John 9:22
His parents said this [about the miracle] because they were afraid of the Jews, for already the Jews had decided that anyone who acknowledged that Jesus was the Christ would be put out of the synagogue.
I have a problem with silence in general. I don’t mean keeping the silence, at least, that’s not my norm. Nope, I am a great talker. I am a typical “extrovert” and “A-type” personality. I fill space and time with talk. I talk to think. I talk fast. And as I’m talking, I’m watching the reaction. If what I have said seems to have offended in some way, I just keep talking until the other person’s body language settles down. I can usually talk myself in and out of trouble.

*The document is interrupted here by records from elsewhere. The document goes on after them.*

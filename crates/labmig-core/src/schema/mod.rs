//! Table creation scripts: discovery, validation, dependency ordering and
//! execution against the target database.

pub mod script;
mod service;

pub use script::schema_from_create_table;
pub use service::{creation_order, dependency_levels, TableSchemaService};
pub(crate) use service::list_files_with_extension;

use serde::Serialize;

/// Outcome of checking one `.sql` script without executing it.
#[derive(Debug, Clone, Default, Serialize)]
#[serde(rename_all = "camelCase")]
pub struct SqlScriptValidation {
    pub is_valid: bool,
    pub detected_tables: Vec<String>,
    pub referenced_tables: Vec<String>,
    pub errors: Vec<String>,
    pub warnings: Vec<String>,
}

/// Outcome of creating missing tables.
#[derive(Debug, Clone, Default, Serialize)]
#[serde(rename_all = "camelCase")]
pub struct TableCreationResult {
    /// True when no table failed to create.
    pub success: bool,
    pub tables_created: Vec<String>,
    /// Tables that already existed or had no creation script.
    pub tables_skipped: Vec<String>,
    pub errors: Vec<String>,
    pub details: Vec<String>,
}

And yet, there are times I keep silent. If I fear my place in the scheme of things might be at risk, I do hold back. I think this is a poor reason to be quiet. It’s not so much choosing silence as it is choosing not to speak. There’s a difference.
If we are silent for fear of reprisals, that’s not the right motive. If we are silent because we have self-edited and decided our opinion will not have value, this is not the right motive. If we are silent because we don’t want people to know who we are or what we really think, this is not the right motive.
The best silence is the one for listening. The next best silence is the one we choose to avoid sin: gossip, hurtful remarks, and angry outbursts. But being silent out of fear is a bad habit.
Today, I want to look at the silences and examine their source.